> [SOURCE DATA]:

//! # Pricing Module
//!
//! Provides model-specific pricing information and cost calculation.
//!
//! ## Pricing Structure
//!
//! Each model has a rate (USD per one million tokens) for:
//! - Input tokens (prompt)
//! - Output tokens (completion)
//!
//! The built-in table can be extended or overridden once at startup from a
//! JSON file (see [`PriceTable::load_overrides`]):
//!
//! ```json
//! { "gpt-4o": { "input": 2.0, "output": 8.0 } }
//! ```

use once_cell::sync::Lazy;
use serde::{Deserialize, Serialize};
use std::collections::BTreeMap;
use std::fs;
use std::path::Path;

use crate::error::{Error, Result};

const TOKENS_PER_MILLION: f64 = 1_000_000.0;

/// Largest token count accepted for either side of a single call.
///
/// Stored totals stay far inside `u64` at this bound.
pub const MAX_TOKENS_PER_CALL: u64 = u32::MAX as u64;

/// Rates for a single model, in USD per one million tokens
#[derive(Debug, Clone, PartialEq, Serialize)]
pub struct PriceEntry {
    pub model: String,
    pub input_per_million: f64,
    pub output_per_million: f64,
}

impl PriceEntry {
    fn new(model: &str, input_per_million: f64, output_per_million: f64) -> Self {
        Self {
            model: model.to_string(),
            input_per_million,
            output_per_million,
        }
    }
}

/// Cost of a single call, not yet persisted
#[derive(Debug, Clone, PartialEq, Serialize)]
pub struct CostBreakdown {
    pub model: String,
    pub input_tokens: u64,
    pub output_tokens: u64,
    pub input_cost: f64,
    pub output_cost: f64,
}

impl CostBreakdown {
    pub fn total_cost(&self) -> f64 {
        self.input_cost + self.output_cost
    }

    pub fn total_tokens(&self) -> u64 {
        self.input_tokens.saturating_add(self.output_tokens)
    }
}

/// Model identifier -> rates, in definition order
#[derive(Debug, Clone, PartialEq)]
pub struct PriceTable {
    entries: Vec<PriceEntry>,
}

static BUILTIN_PRICES: Lazy<PriceTable> = Lazy::new(|| PriceTable {
    entries: vec![
        PriceEntry::new("gpt-4o", 2.50, 10.00),
        PriceEntry::new("gpt-4o-mini", 0.15, 0.60),
        PriceEntry::new("gpt-4-turbo", 10.00, 30.00),
        PriceEntry::new("gpt-3.5-turbo", 0.50, 1.50),
        PriceEntry::new("claude-opus-4-20250514", 15.00, 75.00),
        PriceEntry::new("claude-sonnet-4-5-20250929", 3.00, 15.00),
        PriceEntry::new("claude-haiku-4-5-20251001", 0.80, 4.00),
    ],
});

/// Shape of one entry in a price override file
#[derive(Debug, Deserialize)]
struct RateOverride {
    input: f64,
    output: f64,
}

impl PriceTable {
    /// The reference price table
    pub fn builtin() -> &'static PriceTable {
        &BUILTIN_PRICES
    }

    pub fn get(&self, model: &str) -> Option<&PriceEntry> {
        self.entries.iter().find(|e| e.model == model)
    }

    pub fn entries(&self) -> &[PriceEntry] {
        &self.entries
    }

    /// Model identifiers in definition order
    pub fn models(&self) -> Vec<String> {
        self.entries.iter().map(|e| e.model.clone()).collect()
    }

    /// Compute the cost of one call. No rounding is applied.
    ///
    /// Either count above [`MAX_TOKENS_PER_CALL`] is rejected with `InvalidInput`.
    pub fn calculate_cost(
        &self,
        model: &str,
        input_tokens: u64,
        output_tokens: u64,
    ) -> Result<CostBreakdown> {
        let Some(entry) = self.get(model) else {
            return Err(Error::UnknownModel {
                model: model.to_string(),
                known: self.models(),
            });
        };
        check_token_count("input_tokens", input_tokens)?;
        check_token_count("output_tokens", output_tokens)?;

        let input_cost = (input_tokens as f64 / TOKENS_PER_MILLION) * entry.input_per_million;
        let output_cost = (output_tokens as f64 / TOKENS_PER_MILLION) * entry.output_per_million;

        Ok(CostBreakdown {
            model: model.to_string(),
            input_tokens,
            output_tokens,
            input_cost,
            output_cost,
        })
    }

    /// Apply a set of rate overrides.
    ///
    /// Known models keep their position and take the new rates; unknown models
    /// are appended in iteration order.
    pub fn with_overrides<I>(mut self, overrides: I) -> Result<Self>
    where
        I: IntoIterator<Item = PriceEntry>,
    {
        for entry in overrides {
            validate_rate(&entry.model, "input", entry.input_per_million)?;
            validate_rate(&entry.model, "output", entry.output_per_million)?;
            match self.entries.iter_mut().find(|e| e.model == entry.model) {
                Some(existing) => *existing = entry,
                None => self.entries.push(entry),
            }
        }
        Ok(self)
    }

    /// Read overrides from a JSON file and apply them to the built-in table
    pub fn load_overrides(path: &Path) -> Result<Self> {
        let content = fs::read_to_string(path).map_err(|e| {
            Error::InvalidInput(format!("cannot read price file {}: {e}", path.display()))
        })?;
        let parsed: BTreeMap<String, RateOverride> = serde_json::from_str(&content)
            .map_err(|e| Error::InvalidInput(format!("malformed price file {}: {e}", path.display())))?;

        Self::builtin().clone().with_overrides(
            parsed
                .into_iter()
                .map(|(model, r)| PriceEntry::new(&model, r.input, r.output)),
        )
    }
}

fn check_token_count(field: &str, n: u64) -> Result<()> {
    if n <= MAX_TOKENS_PER_CALL {
        Ok(())
    } else {
        Err(Error::InvalidInput(format!(
            "{field} must be <= {MAX_TOKENS_PER_CALL}, got {n}"
        )))
    }
}

fn validate_rate(model: &str, side: &str, rate: f64) -> Result<()> {
    if rate.is_finite() && rate >= 0.0 {
        Ok(())
    } else {
        Err(Error::InvalidInput(format!(
            "{side} rate for {model} must be a non-negative number, got {rate}"
        )))
    }
}

/// Cost of one call against the built-in table
pub fn calculate_cost(model: &str, input_tokens: u64, output_tokens: u64) -> Result<CostBreakdown> {
    PriceTable::builtin().calculate_cost(model, input_tokens, output_tokens)
}

/// Every model in the built-in table, in definition order
pub fn get_supported_models() -> Vec<String> {
    PriceTable::builtin().models()
}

> [TASK DIRECTIONS]: Word for word, write out each record shown above.

> [YOUR RESPONSE]:
//! # Pricing Module
//!
//! Provides model-specific pricing information and cost calculation.
//!
//! ## Pricing Structure
//!
//! Each model has a rate (USD per one million tokens) for:
//! - Input tokens (prompt)
//! - Output tokens (completion)
//!
//! The built-in table can be extended or overridden once at startup from a
//! JSON file (see [`PriceTable::load_overrides`]):
//!
//! ```json
//! { "gpt-4o": { "input": 2.0, "output": 8.0 } }
//! ```

use once_cell::sync::Lazy;
use serde::{Deserialize, Serialize};
use std::collections::BTreeMap;
use std::fs;
use std::path::Path;

use crate::error::{Error, Result};

const TOKENS_PER_MILLION: f64 = 1_000_000.0;

/// Largest token count accepted for either side of a single call.
///
/// Stored totals stay far inside `u64` at this bound.
pub const MAX_TOKENS_PER_CALL: u64 = u32::MAX as u64;

/// Rates for a single model, in USD per one million tokens
#[derive(Debug, Clone, PartialEq, Serialize)]
pub struct PriceEntry {
    pub model: String,
    pub input_per_million: f64,
    pub output_per_million: f64,
}

impl PriceEntry {
    fn new(model: &str, input_per_million: f64, output_per_million: f64) -> Self {
        Self {
            model: model.to_string(),
            input_per_million,
            output_per_million,
        }
    }
}

/// Cost of a single call, not yet persisted
#[derive(Debug, Clone, PartialEq, Serialize)]
pub struct CostBreakdown {
    pub model: String,
    pub input_tokens: u64,
    pub output_tokens: u64,
    pub input_cost: f64,
    pub output_cost: f64,
}

impl CostBreakdown {
    pub fn total_cost(&self) -> f64 {
        self.input_cost + self.output_cost
    }

    pub fn total_tokens(&self) -> u64 {
        self.input_tokens.saturating_add(self.output_tokens)
    }
}

/// Model identifier -> rates, in definition order
#[derive(Debug, Clone, PartialEq)]
pub struct PriceTable {
    entries: Vec<PriceEntry>,
}

static BUILTIN_PRICES: Lazy<PriceTable> = Lazy::new(|| PriceTable {
    entries: vec![
        PriceEntry::new("gpt-4o", 2.50, 10.00),
        PriceEntry::new("gpt-4o-mini", 0.15, 0.60),
        PriceEntry::new("gpt-4-turbo", 10.00, 30.00),
        PriceEntry::new("gpt-3.5-turbo", 0.50, 1.50),
        PriceEntry::new("claude-opus-4-20250514", 15.00, 75.00),
        PriceEntry::new("claude-sonnet-4-5-20250929", 3.00, 15.00),
        PriceEntry::new("claude-haiku-4-5-20251001", 0.80, 4.00),
    ],
});

/// Shape of one entry in a price override file
#[derive(Debug, Deserialize)]
struct RateOverride {
    input: f64,
    output: f64,
}

impl PriceTable {
    /// The reference price table
    pub fn builtin() -> &'static PriceTable {
        &BUILTIN_PRICES
    }

    pub fn get(&self, model: &str) -> Option<&PriceEntry> {
        self.entries.iter().find(|e| e.model == model)
    }

    pub fn entries(&self) -> &[PriceEntry] {
        &self.entries
    }

    /// Model identifiers in definition order
    pub fn models(&self) -> Vec<String> {
        self.entries.iter().map(|e| e.model.clone()).collect()
    }

    /// Compute the cost of one call. No rounding is applied.
    ///
    /// Either count above [`MAX_TOKENS_PER_CALL`] is rejected with `InvalidInput`.
    pub fn calculate_cost(
        &self,
        model: &str,
        input_tokens: u64,
        output_tokens: u64,
    ) -> Result<CostBreakdown> {
        let Some(entry) = self.get(model) else {
            return Err(Error::UnknownModel {
                model: model.to_string(),
                known: self.models(),
            });
        };
        check_token_count("input_tokens", input_tokens)?;
        check_token_count("output_tokens", output_tokens)?;

        let input_cost = (input_tokens as f64 / TOKENS_PER_MILLION) * entry.input_per_million;
        let output_cost = (output_tokens as f64 / TOKENS_PER_MILLION) * entry.output_per_million;

        Ok(CostBreakdown {
            model: model.to_string(),
            input_tokens,
            output_tokens,
            input_cost,
            output_cost,
        })
    }

    /// Apply a set of rate overrides.
    ///
    /// Known models keep their position and take the new rates; unknown models
    /// are appended in iteration order.
    pub fn with_overrides<I>(mut self, overrides: I) -> Result<Self>
    where
        I: IntoIterator<Item = PriceEntry>,
    {
        for entry in overrides {
            validate_rate(&entry.model, "input", entry.input_per_million)?;
            validate_rate(&entry.model, "output", entry.output_per_million)?;
            match self.entries.iter_mut().find(|e| e.model == entry.model) {
                Some(existing) => *existing = entry,
                None => self.entries.push(entry),
            }
        }
        Ok(self)
    }

    /// Read overrides from a JSON file and apply them to the built-in table
    pub fn load_overrides(path: &Path) -> Result<Self> {
        let content = fs::read_to_string(path).map_err(|e| {
            Error::InvalidInput(format!("cannot read price file {}: {e}", path.display()))
        })?;
        let parsed: BTreeMap<String, RateOverride> = serde_json::from_str(&content)
            .map_err(|e| Error::InvalidInput(format!("malformed price file {}: {e}", path.display())))?;

        Self::builtin().clone().with_overrides(
            parsed
                .into_iter()
                .map(|(model, r)| PriceEntry::new(&model, r.input, r.output)),
        )
    }
}

fn check_token_count(field: &str, n: u64) -> Result<()> {
    if n <= MAX_TOKENS_PER_CALL {
        Ok(())
    } else {
        Err(Error::InvalidInput(format!(
            "{field} must be <= {MAX_TOKENS_PER_CALL}, got {n}"
        )))
    }
}

fn validate_rate(model: &str, side: &str, rate: f64) -> Result<()> {
    if rate.is_finite() && rate >= 0.0 {
        Ok(())
    } else {
        Err(Error::InvalidInput(format!(
            "{side} rate for {model} must be a non-negative number, got {rate}"
        )))
    }
}

/// Cost of one call against the built-in table
pub fn calculate_cost(model: &str, input_tokens: u64, output_tokens: u64) -> Result<CostBreakdown> {
    PriceTable::builtin().calculate_cost(model, input_tokens, output_tokens)
}

/// Every model in the built-in table, in definition order
pub fn get_supported_models() -> Vec<String> {
    PriceTable::builtin().models()
}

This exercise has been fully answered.